» The data

//! Binary motion input.

use std::fs;
use std::path::{Path, PathBuf};

use crate::error::SensorError;

/// Source of the raw sensor level.
///
/// `read()` is called from a synchronous activity tick, so it must be quick.
pub trait MotionInput: Send + 'static {
    /// Returns `true` for a high level.
    fn read(&mut self) -> Result<bool, SensorError>;
}

/// Reads a sysfs-style GPIO `value` file (`0` or `1`, trailing newline allowed).
#[derive(Debug, Clone)]
pub struct FileInput {
    path: PathBuf,
}

impl FileInput {
    pub fn new(path: impl Into<PathBuf>) -> Self {
        Self { path: path.into() }
    }

    pub fn path(&self) -> &Path {
        &self.path
    }
}

impl MotionInput for FileInput {
    fn read(&mut self) -> Result<bool, SensorError> {
        let raw = fs::read_to_string(&self.path)?;
        match raw.trim() {
            "1" => Ok(true),
            "0" => Ok(false),
            other => Err(SensorError::Malformed {
                value: other.to_string(),
            }),
        }
    }
}

#[cfg(test)]
mod tests {
    use super::*;
    use std::io::Write;

    #[test]
    fn reads_levels_from_file() {
        let mut file = tempfile::NamedTempFile::new().unwrap();
        writeln!(file, "1").unwrap();
        let mut input = FileInput::new(file.path());
        assert!(input.read().unwrap());

        fs::write(file.path(), "0").unwrap();
        assert!(!input.read().unwrap());
    }

    #[test]
    fn rejects_garbage_and_missing_files() {
        let file = tempfile::NamedTempFile::new().unwrap();
        fs::write(file.path(), "high").unwrap();
        let mut input = FileInput::new(file.path());
        let err = input.read().unwrap_err();
        assert_eq!(err.as_label(), "sensor_malformed");

        let mut missing = FileInput::new("/nonexistent/gpio/value");
        assert_eq!(missing.read().unwrap_err().as_label(), "sensor_io");
    }
}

» What you will do
The answer is the line with "use std::io::Write;" plus every line after it, printed exactly as they appear above.

» Output of the exercise
    use std::io::Write;

    #[test]
    fn reads_levels_from_file() {
        let mut file = tempfile::NamedTempFile::new().unwrap();
        writeln!(file, "1").unwrap();
        let mut input = FileInput::new(file.path());
        assert!(input.read().unwrap());

        fs::write(file.path(), "0").unwrap();
        assert!(!input.read().unwrap());
    }

    #[test]
    fn rejects_garbage_and_missing_files() {
        let file = tempfile::NamedTempFile::new().unwrap();
        fs::write(file.path(), "high").unwrap();
        let mut input = FileInput::new(file.path());
        let err = input.read().unwrap_err();
        assert_eq!(err.as_label(), "sensor_malformed");

        let mut missing = FileInput::new("/nonexistent/gpio/value");
        assert_eq!(missing.read().unwrap_err().as_label(), "sensor_io");
    }
}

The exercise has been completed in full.